We extracted total genomic DNA from 20 specimens (19 from China and one from Switzerland) using the DNAsecure Plant Kit (Tiangen Biotech, Beijing) following the manufacturer’s protocol. We amplified the internal transcribed spacer regions (nrITS) with the primer pairs ITS1F (Gardes and Bruns 1993) and ITS4 (White et al. 1990). We amplified the mitochondrial small subunit (mtSSU) with primer pairs SSU1 and SSU3R (Zoller et al. 1999). We performed PCR amplification with 25 μL volume containing: 12.5 μL 2× MasterMix (0.1 units/μL TaqDNA polymerase, 4 mM MgCl2, and 0.4 nM dNTPs; Aidlab Biotechnologies Co. Ltd), 1 μL of each primer, 9.5 μL of ddH2O, and 1 μL of DNA, following the PCR settings and primer profile of Zhao et al. (2015). Polymerase chain reaction (PCR) products were sequenced by TsingKe Biological Technology company (Kunming, China).

Phylogenetic analysis

We aligned DNA sequences using the program MAFFT v. 7.107 in GENEIOUS v. 8.0.2, setting the following parameters: algorithm = auto; scoring matrix = 200 PAM / k=2; gap open penalty = 1.53; offset value = 0.123 (Katoh et al. 2005).

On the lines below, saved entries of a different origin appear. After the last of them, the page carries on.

//! Local reconciliation of the directory page after a successful write.
//!
//! The backend acknowledges writes without persisting them, so re-fetching
//! after a mutation would undo it. Instead the page is patched locally.
//! These functions are pure: previous page in, next page out.

use crate::models::{User, UserDraft, UserPage};

/// A write the server has acknowledged.
#[derive(Debug, Clone, PartialEq, Eq)]
pub enum Mutation {
    Created(UserDraft),
    Updated { id: u64, draft: UserDraft },
    Deleted(u64),
}

pub fn reconcile(previous: &UserPage, mutation: &Mutation) -> UserPage {
    match mutation {
        Mutation::Created(draft) => apply_created(previous, draft),
        Mutation::Updated { id, draft } => apply_updated(previous, *id, draft),
        Mutation::Deleted(id) => apply_deleted(previous, *id),
    }
}

/// Temporary id for a locally added record: one past the current count,
/// bumped past the largest id on the page if that would collide.
pub fn synthesize_id(records: &[User]) -> u64 {
    let candidate = records.len() as u64 + 1;
    if records.iter().any(|user| user.id == candidate) {
        records.iter().map(|user| user.id).max().unwrap_or(0) + 1
    } else {
        candidate
    }
}

/// Append the new record and count it in the total.
pub fn apply_created(previous: &UserPage, draft: &UserDraft) -> UserPage {
    let mut next = previous.clone();
    let id = synthesize_id(&next.records);
    next.records.push(User::from_draft(id, draft));
    next.total_count += 1;
    next
}

/// Replace the record with `id` by the draft merged over it.
pub fn apply_updated(previous: &UserPage, id: u64, draft: &UserDraft) -> UserPage {
    let mut next = previous.clone();
    for user in next.records.iter_mut().filter(|user| user.id == id) {
        *user = user.merged(draft);
    }
    next
}

/// Drop the record with `id`. The total is left as the server reported it.
pub fn apply_deleted(previous: &UserPage, id: u64) -> UserPage {
    let mut next = previous.clone();
    next.records.retain(|user| user.id != id);
    next
}
//! Login request and response models.

use serde::{Deserialize, Serialize};

#[derive(Clone, Serialize, Deserialize)]
pub struct Credentials {
    pub email: String,
    pub password: String,
}

impl Credentials {
    pub fn new(email: impl Into<String>, password: impl Into<String>) -> Self {
        Self {
            email: email.into(),
            password: password.into(),
        }
    }
}

impl std::fmt::Debug for Credentials {
    fn fmt(&self, f: &mut std::fmt::Formatter<'_>) -> std::fmt::Result {
        f.debug_struct("Credentials")
            .field("email", &self.email)
            .field("password", &"<redacted>")
            .finish()
    }
}

#[derive(Debug, Clone, Default, Deserialize)]
pub struct LoginResponse {
    #[serde(default)]
    pub token: Option<String>,
}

We conducted single-gene analyses to test for potential incongruence among the two-gene fragments, using maximum likelihood (ML) analyses and Bayesian inference (BI). We generated a matrix of Glypholecia and its related genera using GENEIOUS v. 8.0.2. In addition to the DNA sequences obtained from our own material, we also downloaded all available sequences of Glypholecia from GenBank at the National Center for Biotechnology Information (NCBI, https://www.ncbi.nlm.nih.gov/), and added these to the matrix. We performed ML analyses within RaxML v. 8.2.12 (Stamatakis 2014), using the General Time Reversible model of nucleotide substitution with the gamma model of rate heterogeneity (GTRGAMMA). We selected best partitioning scheme and evolutionary models for two pre-defined partitions using PartitionFinder2 (Lanfear et al. 2016), with greedy algorithm and AICc criterion. We used PhyloSuite (Zhang et al. 2020) inferred Bayesian Inference phylogenies using MrBayes 3.2.6 (Ronquist et al. 2012) under a partition model (2 parallel runs, 10 million generations), for which the initial 25% of sampled data were discarded as burn-in. We inferred support values from the 70% majority-rule tree of all saved trees obtained from 1000 non-parametric bootstrap replicates. We obtained Posterior Probabilities (PPs) from the 95% majority rule consensus tree of all saved trees. We visualized tree files using FigTree 1.4.4.

Results

In the present study we generated twenty new nrITS and eighteen new mtSSU sequences. We constructed ML and BI topologies based on these nrITS and mtSSU sequences, and nine additional sequences downloaded from GenBank (Table 1). We used Pleopsidium as the outgroup (Crewe et al. 2006; Reeb et al. 2007; Schmull et al. 2011). In the phylogenetic tree, the Glypholecia specimens formed a monophyletic lineage, which was divided into two clades, representing G. scabra in Clade 2 and the new species G. qinghaiensis in Clade 1. The result showed high support for new specimens in this study being assigned to Glypholecia (99% ML and 1.00 PP, Fig. 3).

Table 1.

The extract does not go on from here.